This article is part of the series An Exercise in Performance Tuning in C#.Net.
As I look at the code I now have, I wonder if the fileLines variable is an
unnecessary intermediate step. Can I rewrite so that stream.ReadLine()
is
passed directly into the parsing? If I do so, I’ll be leaving the file open
longer, but since no other application should be attempting to access the file,
I’m okay with that.
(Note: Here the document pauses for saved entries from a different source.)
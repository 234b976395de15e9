//! Team export (CSV per team, JSON per team set)

use anyhow::{Context, Result};
use roster_core::{Team, TeamSet};
use serde::Serialize;
use std::fs;
use std::path::Path;

#[derive(Debug, Serialize)]
struct TeamRow<'a> {
    name: &'a str,
    type1: Option<&'a str>,
    type2: Option<&'a str>,
    role: Option<&'static str>,
    base_total: Option<f64>,
}

/// `team_<anchor>.csv`, lowercase with spaces as `_`
pub fn default_team_filename(anchor: &str) -> String {
    format!("team_{}.csv", anchor.trim().to_lowercase().replace(' ', "_"))
}

fn ensure_parent(path: &Path) -> Result<()> {
    if let Some(parent) = path.parent().filter(|p| !p.as_os_str().is_empty()) {
        fs::create_dir_all(parent)
            .with_context(|| format!("Failed to create output directory: {}", parent.display()))?;
    }
    Ok(())
}

/// Write one team as CSV (anchor first)
pub fn write_team_csv(team: &Team, path: &Path) -> Result<()> {
    ensure_parent(path)?;
    let mut writer = csv::Writer::from_path(path)
        .with_context(|| format!("Failed to create CSV file: {}", path.display()))?;

    for member in team.members() {
        writer
            .serialize(TeamRow {
                name: &member.name,
                type1: member.primary_type.as_deref(),
                type2: member.secondary_type.as_deref(),
                role: member.role.map(|r| r.label()),
                base_total: member.base_total(),
            })
            .with_context(|| format!("Failed to write row for {}", member.name))?;
    }
    writer.flush().context("Failed to flush CSV writer")?;

    log::info!("saved team of {} to {}", team.len(), path.display());
    Ok(())
}

/// Write a whole team set as pretty JSON
pub fn write_team_set_json(set: &TeamSet, path: &Path) -> Result<()> {
    ensure_parent(path)?;
    let json = serde_json::to_string_pretty(set).context("Failed to serialize team set")?;
    fs::write(path, json).with_context(|| format!("Failed to write {}", path.display()))?;
    log::info!("saved {} teams for {} to {}", set.len(), set.anchor, path.display());
    Ok(())
}
//! Roster CLI
//!
//! Team recommendations around an anchor, read from a candidate CSV

use anyhow::{bail, Context, Result};
use clap::{Parser, Subcommand, ValueEnum};
use env_logger::{Builder, Target};
use log::LevelFilter;
use roster_core::{
    generate, generate_for_anchors, Entity, RecommenderConfig, Role, Team, TeamProfile, TeamSet,
};
use roster_data::{
    default_team_filename, load_table, write_team_csv, write_team_set_json, AnchorCatalog,
    CandidateTable, DEFAULT_EXCLUSIONS,
};
use std::path::{Path, PathBuf};

#[derive(Parser)]
#[command(name = "roster")]
#[command(about = "Recommend role-balanced teams around an anchor", long_about = None)]
struct Cli {
    /// More log output (-v info, -vv debug, -vvv trace)
    #[arg(short, long, action = clap::ArgAction::Count, global = true)]
    verbose: u8,

    #[command(subcommand)]
    command: Commands,
}

#[derive(Clone, Copy, Debug, PartialEq, Eq, ValueEnum)]
enum Preset {
    Default,
    Exploratory,
    Strict,
}

#[derive(Subcommand)]
enum Commands {
    /// Generate teams for one anchor (or every catalogue anchor)
    Recommend {
        /// Candidate table (CSV)
        #[arg(long)]
        data: PathBuf,

        /// Anchor name (case-insensitive)
        #[arg(long, required_unless_present = "all_anchors")]
        anchor: Option<String>,

        /// Generate for every catalogue anchor found in the table
        #[arg(long, conflicts_with = "anchor")]
        all_anchors: bool,

        /// Number of distinct teams
        #[arg(long)]
        teams: Option<usize>,

        /// Team size including the anchor
        #[arg(long)]
        size: Option<usize>,

        #[arg(long, default_value_t = 42)]
        seed: u64,

        /// Enemy roster, comma separated
        #[arg(long, value_delimiter = ',')]
        enemy: Vec<String>,

        /// Config JSON file, used instead of a preset
        #[arg(long)]
        config: Option<PathBuf>,

        /// Built-in knob set (default when neither this nor --config is given)
        #[arg(long, value_enum, conflicts_with = "config")]
        preset: Option<Preset>,

        /// Sample among the K best candidates
        #[arg(long)]
        top_k: Option<usize>,

        /// Max base_total above the anchor
        #[arg(long, conflicts_with = "no_power_cap")]
        power_margin: Option<f64>,

        /// Disable the base_total cap
        #[arg(long)]
        no_power_cap: bool,

        /// Allow restricted (legendary) candidates
        #[arg(long)]
        allow_restricted: bool,

        /// Keep the default exclusion list in the pool
        #[arg(long)]
        keep_excluded: bool,

        /// Save the first team as CSV (file, or directory for team_<anchor>.csv)
        #[arg(long)]
        save: Option<PathBuf>,

        /// Print the team set(s) as JSON instead of text
        #[arg(long)]
        json: bool,

        /// Write the team set(s) as JSON to a file
        #[arg(long)]
        json_out: Option<PathBuf>,
    },

    /// List the anchor catalogue
    Anchors {
        /// Mark which anchors exist in this table
        #[arg(long)]
        data: Option<PathBuf>,
    },

    /// Classify roles by median thresholds and print the result
    Classify {
        #[arg(long)]
        data: PathBuf,

        /// Replace role labels already in the file
        #[arg(long)]
        overwrite: bool,
    },
}

/// Knob overrides from the command line, applied on top of preset/config
#[derive(Debug, Default, Clone, PartialEq)]
struct Overrides {
    teams: Option<usize>,
    size: Option<usize>,
    top_k: Option<usize>,
    power_margin: Option<f64>,
    no_power_cap: bool,
    allow_restricted: bool,
}

impl Overrides {
    fn apply(&self, config: &mut RecommenderConfig) {
        if let Some(n) = self.teams {
            config.team.n_teams = n;
        }
        if let Some(size) = self.size {
            config.team.target_size = size;
        }
        if let Some(k) = self.top_k {
            config.selection.top_k = k;
        }
        if let Some(margin) = self.power_margin {
            config.team.power_margin = Some(margin);
        }
        if self.no_power_cap {
            config.team.power_margin = None;
        }
        if self.allow_restricted {
            config.team.allow_restricted = true;
        }
    }
}

fn init_logging(verbose: u8) {
    let level = match verbose {
        0 => LevelFilter::Warn,
        1 => LevelFilter::Info,
        2 => LevelFilter::Debug,
        _ => LevelFilter::Trace,
    };
    let mut builder = Builder::new();
    builder.target(Target::Stderr).filter_level(level);
    if let Ok(filters) = std::env::var("RUST_LOG") {
        builder.parse_filters(&filters);
    }
    builder.init();
}

fn main() -> Result<()> {
    let cli = Cli::parse();
    init_logging(cli.verbose);

    match cli.command {
        Commands::Recommend {
            data,
            anchor,
            all_anchors,
            teams,
            size,
            seed,
            enemy,
            config,
            preset,
            top_k,
            power_margin,
            no_power_cap,
            allow_restricted,
            keep_excluded,
            save,
            json,
            json_out,
        } => {
            let overrides = Overrides {
                teams,
                size,
                top_k,
                power_margin,
                no_power_cap,
                allow_restricted,
            };
            let config = build_config(preset, config.as_deref(), &overrides)?;
            let table = prepare_table(&data, keep_excluded)?;
            let enemy_roster = table
                .resolve(&enemy)
                .context("Unknown name in --enemy")?;

            let sets = match anchor {
                Some(name) => {
                    let anchor = table
                        .require(&name)
                        .with_context(|| format!("Unknown anchor '{}'", name))?;
                    vec![generate(anchor, table.entities(), &config, &enemy_roster, seed)]
                }
                None => {
                    let catalog = AnchorCatalog::default();
                    let anchors: Vec<&Entity> = catalog
                        .all_names()
                        .into_iter()
                        .filter_map(|n| table.get(n))
                        .collect();
                    if anchors.is_empty() {
                        bail!("No catalogue anchor found in {}", data.display());
                    }
                    generate_for_anchors(&anchors, table.entities(), &config, &enemy_roster, seed)
                }
            };

            if json {
                println!(
                    "{}",
                    serde_json::to_string_pretty(&sets).context("Failed to serialize teams")?
                );
            } else {
                for set in &sets {
                    print_team_set(set, &config);
                }
            }

            if let Some(path) = json_out {
                if let [set] = sets.as_slice() {
                    write_team_set_json(set, &path)?;
                } else {
                    for set in &sets {
                        let file = path.join(format!("teams_{}.json", set.anchor.to_lowercase()));
                        write_team_set_json(set, &file)?;
                    }
                }
            }

            if let Some(target) = save {
                for set in &sets {
                    match set.teams().first() {
                        Some(team) => {
                            let path = save_path(&target, &set.anchor, sets.len() > 1);
                            write_team_csv(team, &path)?;
                            println!("💾 Saved {} → {}", set.anchor, path.display());
                        }
                        None => log::warn!("{}: no team to save", set.anchor),
                    }
                }
            }
        }

        Commands::Anchors { data } => {
            let table = match data {
                Some(path) => Some(prepare_table(&path, true)?),
                None => None,
            };
            print_catalog(&AnchorCatalog::default(), table.as_ref());
        }

        Commands::Classify { data, overwrite } => {
            let (mut table, stats) = load_table(&data)?;
            println!("📄 {} ({} rows, {} parsed)", data.display(), stats.total_rows, stats.parsed);
            let thresholds = table.classify_roles(overwrite);

            println!("\nThresholds (median):");
            for (label, value) in [
                ("hp", thresholds.hp),
                ("attack", thresholds.attack),
                ("defense", thresholds.defense),
                ("sp_attack", thresholds.sp_attack),
                ("sp_defense", thresholds.sp_defense),
                ("speed", thresholds.speed),
            ] {
                match value {
                    Some(v) => println!("   {:<11} {:.1}", label, v),
                    None => println!("   {:<11} -", label),
                }
            }

            println!("\nRoles:");
            for role in Role::all() {
                let count = table
                    .entities()
                    .iter()
                    .filter(|e| e.role == Some(*role))
                    .count();
                println!("   {:<13} {}", role.label(), count);
            }
        }
    }

    Ok(())
}

fn build_config(
    preset: Option<Preset>,
    path: Option<&Path>,
    overrides: &Overrides,
) -> Result<RecommenderConfig> {
    let mut config = match path {
        Some(path) => RecommenderConfig::from_json_file(path)
            .with_context(|| format!("Failed to load config: {}", path.display()))?,
        None => match preset.unwrap_or(Preset::Default) {
            Preset::Default => RecommenderConfig::default(),
            Preset::Exploratory => RecommenderConfig::exploratory(),
            Preset::Strict => RecommenderConfig::strict(),
        },
    };
    overrides.apply(&mut config);
    config.validate().context("Invalid configuration")?;
    Ok(config)
}

/// Load the table, drop the exclusion list and fill in missing roles
fn prepare_table(path: &Path, keep_excluded: bool) -> Result<CandidateTable> {
    let (mut table, stats) = load_table(path)?;
    if stats.failed > 0 {
        log::warn!("{} rows in {} could not be parsed", stats.failed, path.display());
    }
    if table.is_empty() {
        bail!("No entities in {}", path.display());
    }
    if !keep_excluded {
        table.exclude_names(DEFAULT_EXCLUSIONS);
    }
    if table.missing_roles() > 0 {
        table.classify_roles(false);
    }
    if !table.has_matchups() {
        log::warn!("{} has no against_* columns; coverage is disabled", path.display());
    }
    Ok(table)
}

fn save_path(target: &Path, anchor: &str, many: bool) -> PathBuf {
    if many || target.is_dir() {
        target.join(default_team_filename(anchor))
    } else {
        target.to_path_buf()
    }
}

fn print_team_set(set: &TeamSet, config: &RecommenderConfig) {
    println!("\n🏆 {}: {} of {} teams", set.anchor, set.len(), config.team.n_teams);
    if set.is_empty() {
        println!("   (no team of {} could be built)", config.team.target_size);
        return;
    }
    for (i, team) in set.iter().enumerate() {
        println!("\n   Team {}", i + 1);
        print_team(team);
    }
}

fn print_team(team: &Team) {
    for member in team.members() {
        let types: Vec<&str> = member.types().collect();
        let role = member.role.map_or("-", |r| r.label());
        let total = member
            .base_total()
            .map_or_else(|| "-".to_string(), |t| format!("{:.0}", t));
        println!(
            "   {:<14} {:<18} {:<13} {:>5}",
            member.name,
            types.join("/"),
            role,
            total
        );
    }

    let profile = TeamProfile::from_team(team);
    if profile.matchups.is_empty() {
        return;
    }
    println!("   Weakest vs: {}", format_matchups(profile.worst(5)));
    println!("   Best vs:    {}", format_matchups(profile.best(5)));
}

fn format_matchups(matchups: &[(String, f64)]) -> String {
    matchups
        .iter()
        .map(|(ty, m)| format!("{} {:.2}", ty, m))
        .collect::<Vec<_>>()
        .join(", ")
}

fn print_catalog(catalog: &AnchorCatalog, table: Option<&CandidateTable>) {
    for group in catalog.groups() {
        let names: Vec<String> = group
            .names
            .iter()
            .map(|n| match table {
                Some(t) if t.get(n).is_none() => format!("{} (missing)", n),
                _ => n.clone(),
            })
            .collect();
        println!("{:<8} {}", group.region, names.join(", "));
    }
}
//! # Recommender Configuration
//!
//! All tuning constants of the engine live here instead of inline, so that
//! deployments and tests can swap them.
//!
//! ## Usage
//! ```rust
//! use roster_core::config::RecommenderConfig;
//!
//! let config = RecommenderConfig::default();
//! let greedy = RecommenderConfig::strict();
//! assert_eq!(greedy.selection.top_k, 1);
//! assert!(config.validate().is_ok());
//! ```

mod role_weights;
mod selection_config;
mod team_config;

pub use role_weights::{RoleWeights, WeightTable};
pub use selection_config::SelectionConfig;
pub use team_config::TeamConfig;

use crate::error::{Result, RosterError};
use serde::{Deserialize, Serialize};
use std::path::Path;

#[derive(Debug, Clone, PartialEq, Serialize, Deserialize, Default)]
pub struct RecommenderConfig {
    #[serde(default)]
    pub team: TeamConfig,
    #[serde(default)]
    pub selection: SelectionConfig,
    #[serde(default)]
    pub role_weights: RoleWeights,
}

impl RecommenderConfig {
    /// Wider top-K: more variety across runs, less score pressure
    pub fn exploratory() -> Self {
        let mut cfg = Self::default();
        cfg.selection.top_k = 24;
        cfg.team.max_attempts = 60;
        cfg
    }

    /// Always take the best-scoring candidate (no sampling variety)
    pub fn strict() -> Self {
        let mut cfg = Self::default();
        cfg.selection.top_k = 1;
        cfg
    }

    /// Parse a JSON document; missing sections and fields keep their defaults
    pub fn from_json_str(json: &str) -> Result<Self> {
        let cfg: Self = serde_json::from_str(json)?;
        cfg.validate()?;
        Ok(cfg)
    }

    pub fn from_json_file(path: &Path) -> Result<Self> {
        let json = std::fs::read_to_string(path)?;
        log::debug!("Loaded recommender config from {:?}", path);
        Self::from_json_str(&json)
    }

    pub fn validate(&self) -> Result<()> {
        if self.team.target_size == 0 {
            return Err(RosterError::InvalidConfig(
                "target_size must be at least 1".to_string(),
            ));
        }
        if self.team.max_attempts == 0 {
            return Err(RosterError::InvalidConfig(
                "max_attempts must be at least 1".to_string(),
            ));
        }
        if self.selection.top_k == 0 {
            return Err(RosterError::InvalidConfig(
                "top_k must be at least 1".to_string(),
            ));
        }
        if let Some(margin) = self.team.power_margin {
            if !margin.is_finite() {
                return Err(RosterError::InvalidConfig(format!(
                    "power_margin must be finite, got {}",
                    margin
                )));
            }
        }
        let selection = self.selection.weights();
        let weights = selection
            .iter()
            .map(|(k, v)| (*k, *v))
            .chain(self.role_weights.all_weights());
        for (name, weight) in weights {
            if !weight.is_finite() {
                return Err(RosterError::InvalidConfig(format!(
                    "weight '{}' must be finite, got {}",
                    name, weight
                )));
            }
        }
        Ok(())
    }
}

// ========== Tests ==========

#[cfg(test)]
mod tests {
    use super::*;
    use crate::models::Role;

    #[test]
    fn test_default_config() {
        let cfg = RecommenderConfig::default();
        assert_eq!(cfg.team.target_size, 6);
        assert_eq!(cfg.team.max_attempts, 30);
        assert_eq!(cfg.selection.top_k, 12);
        assert_eq!(cfg.team.power_margin, Some(150.0));
        assert!((cfg.selection.coverage_weight - 10.0).abs() < 1e-9);
        assert!((cfg.selection.coverage_weight_vs_enemy - 50.0).abs() < 1e-9);
        assert!(cfg.role_weights.for_role(Role::Wall).is_some());
        assert!(cfg.role_weights.for_role(Role::SpecialTank).is_none());
        assert!(cfg.validate().is_ok());
    }

    #[test]
    fn test_presets() {
        let exploratory = RecommenderConfig::exploratory();
        let strict = RecommenderConfig::strict();
        assert!(exploratory.selection.top_k > RecommenderConfig::default().selection.top_k);
        assert_eq!(strict.selection.top_k, 1);
        assert!(exploratory.validate().is_ok());
        assert!(strict.validate().is_ok());
    }

    #[test]
    fn test_partial_json_keeps_defaults() {
        let cfg = RecommenderConfig::from_json_str(
            r#"{ "team": { "target_size": 4 }, "selection": { "top_k": 3 } }"#,
        )
        .unwrap();
        assert_eq!(cfg.team.target_size, 4);
        assert_eq!(cfg.team.max_attempts, 30);
        assert_eq!(cfg.selection.top_k, 3);
        assert!((cfg.selection.diversity_bonus - 2.0).abs() < 1e-9);
    }

    #[test]
    fn test_role_weights_from_json() {
        let cfg = RecommenderConfig::from_json_str(
            r#"{ "role_weights": { "roles": { "DPS": { "offense_score": 2.0 } } } }"#,
        )
        .unwrap();
        let dps = cfg.role_weights.for_role(Role::Dps).unwrap();
        assert_eq!(dps.len(), 1);
        assert_eq!(dps.get("offense_score"), Some(&2.0));
    }

    #[test]
    fn test_validate_rejects_bad_values() {
        let mut cfg = RecommenderConfig::default();
        cfg.selection.top_k = 0;
        assert!(matches!(cfg.validate(), Err(RosterError::InvalidConfig(_))));

        let mut cfg = RecommenderConfig::default();
        cfg.team.target_size = 0;
        assert!(cfg.validate().is_err());

        let mut cfg = RecommenderConfig::default();
        cfg.role_weights.set_role(Role::Tank, &[("bulk_score", f64::NAN)]);
        assert!(cfg.validate().is_err());

        assert!(RecommenderConfig::from_json_str("{ not json").is_err());
    }

    #[test]
    fn test_config_file_roundtrip() {
        let cfg = RecommenderConfig::exploratory();
        let file = tempfile::NamedTempFile::new().unwrap();
        std::fs::write(file.path(), serde_json::to_string_pretty(&cfg).unwrap()).unwrap();
        let loaded = RecommenderConfig::from_json_file(file.path()).unwrap();
        assert_eq!(loaded, cfg);
    }
}
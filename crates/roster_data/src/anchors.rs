//! Anchor catalogue: the starters offered per region

use serde::{Deserialize, Serialize};

/// A named group of anchors (one region)
#[derive(Debug, Clone, PartialEq, Serialize, Deserialize)]
pub struct AnchorGroup {
    pub region: String,
    pub names: Vec<String>,
}

#[derive(Debug, Clone, PartialEq, Serialize, Deserialize)]
pub struct AnchorCatalog {
    groups: Vec<AnchorGroup>,
}

const REGIONAL_STARTERS: &[(&str, [&str; 3])] = &[
    ("Kanto", ["Bulbasaur", "Charmander", "Squirtle"]),
    ("Johto", ["Chikorita", "Cyndaquil", "Totodile"]),
    ("Hoenn", ["Treecko", "Torchic", "Mudkip"]),
    ("Sinnoh", ["Turtwig", "Chimchar", "Piplup"]),
    ("Unova", ["Snivy", "Tepig", "Oshawott"]),
    ("Kalos", ["Chespin", "Fennekin", "Froakie"]),
    ("Alola", ["Rowlet", "Litten", "Popplio"]),
    ("Galar", ["Grookey", "Scorbunny", "Sobble"]),
    ("Paldea", ["Sprigatito", "Fuecoco", "Quaxly"]),
];

impl Default for AnchorCatalog {
    fn default() -> Self {
        Self {
            groups: REGIONAL_STARTERS
                .iter()
                .map(|(region, names)| AnchorGroup {
                    region: region.to_string(),
                    names: names.iter().map(|n| n.to_string()).collect(),
                })
                .collect(),
        }
    }
}

impl AnchorCatalog {
    pub fn new(groups: Vec<AnchorGroup>) -> Self {
        Self { groups }
    }

    pub fn groups(&self) -> &[AnchorGroup] {
        &self.groups
    }

    /// Case-insensitive lookup, returning the catalogue spelling
    pub fn find(&self, name: &str) -> Option<&str> {
        let name = name.trim();
        self.groups
            .iter()
            .flat_map(|g| g.names.iter())
            .find(|n| n.eq_ignore_ascii_case(name))
            .map(String::as_str)
    }

    pub fn contains(&self, name: &str) -> bool {
        self.find(name).is_some()
    }

    pub fn all_names(&self) -> Vec<&str> {
        self.groups
            .iter()
            .flat_map(|g| g.names.iter().map(String::as_str))
            .collect()
    }

    pub fn len(&self) -> usize {
        self.groups.iter().map(|g| g.names.len()).sum()
    }

    pub fn is_empty(&self) -> bool {
        self.len() == 0
    }
}
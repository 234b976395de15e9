use serde::{Deserialize, Serialize};
use std::fmt;

/// Team role label, precomputed per entity (see [`crate::roles`])
///
/// Labels match the role column of the candidate table:
/// Tank, Wall, DPS, Speedster, Special DPS, Special Tank, DPS 2, Unclassified
#[derive(Debug, Clone, Copy, PartialEq, Eq, Hash, PartialOrd, Ord, Serialize, Deserialize)]
pub enum Role {
    #[serde(rename = "DPS")]
    Dps,
    Tank,
    Wall,
    Speedster,
    #[serde(rename = "Special DPS")]
    SpecialDps,
    #[serde(rename = "Special Tank")]
    SpecialTank,
    #[serde(rename = "DPS 2")]
    SecondaryDps,
    Unclassified,
}

impl Role {
    /// Get all roles in classification order
    pub fn all() -> &'static [Role] {
        &[
            Role::Wall,
            Role::Dps,
            Role::SpecialDps,
            Role::Tank,
            Role::SpecialTank,
            Role::Speedster,
            Role::SecondaryDps,
            Role::Unclassified,
        ]
    }

    /// Roles every team tries to cover, in filling order
    pub fn required() -> Vec<Role> {
        vec![Role::Tank, Role::Speedster, Role::Dps, Role::Wall]
    }

    /// Get role label as it appears in the candidate table
    pub fn label(&self) -> &'static str {
        match self {
            Role::Dps => "DPS",
            Role::Tank => "Tank",
            Role::Wall => "Wall",
            Role::Speedster => "Speedster",
            Role::SpecialDps => "Special DPS",
            Role::SpecialTank => "Special Tank",
            Role::SecondaryDps => "DPS 2",
            Role::Unclassified => "Unclassified",
        }
    }

    /// Parse from a table label (case-insensitive, surrounding whitespace ignored)
    pub fn from_label(s: &str) -> Option<Self> {
        match s.trim().to_lowercase().as_str() {
            "dps" => Some(Role::Dps),
            "tank" => Some(Role::Tank),
            "wall" => Some(Role::Wall),
            "speedster" => Some(Role::Speedster),
            "special dps" => Some(Role::SpecialDps),
            "special tank" => Some(Role::SpecialTank),
            "dps 2" => Some(Role::SecondaryDps),
            "unclassified" => Some(Role::Unclassified),
            _ => None,
        }
    }
}

impl fmt::Display for Role {
    fn fmt(&self, f: &mut fmt::Formatter) -> fmt::Result {
        f.write_str(self.label())
    }
}
//! Section renderers for storefront pages.

mod collection_filters;
mod collection_hero;
mod cta;
mod font_selector;
mod header;
mod hero;
mod not_found;
mod product_grid;

pub use collection_filters::*;
pub use collection_hero::*;
pub use cta::*;
pub use font_selector::*;
pub use header::*;
pub use hero::*;
pub use not_found::*;
pub use product_grid::*;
This means moving the open file command into
MyClass.ProcessFile()
.
This is what we left off with:
// Read input file into a string
List<string> fileLines = new List<string>();
using (StreamReader stream = new StreamReader(inputFileName, Encoding.ASCII, true, 800))
{
string line;
while ((line = stream.ReadLine()) != null)
fileLines.Add(line);
}
// Parse the input file
MyClass upload = new MyClass(fileLines);
upload.ProcessFile();
...
And here is the new code:
using (StreamReader stream = new StreamReader(inputFileName, Encoding.ASCII, true, 800))
{
while (stream.Peek() >= 0)
{
processSingleLine(stream.ReadLine());
}
}
I actually made two changes here. It is possible the stream.Peek()
statement
helped speed things up as well. This change was plainly necessary in order for
the second change — passing the result of stream.ReadLine()
directly to
stream.Peek()
. This bit of code is now embedded in the ProcessFile()
function rather than in the parent application.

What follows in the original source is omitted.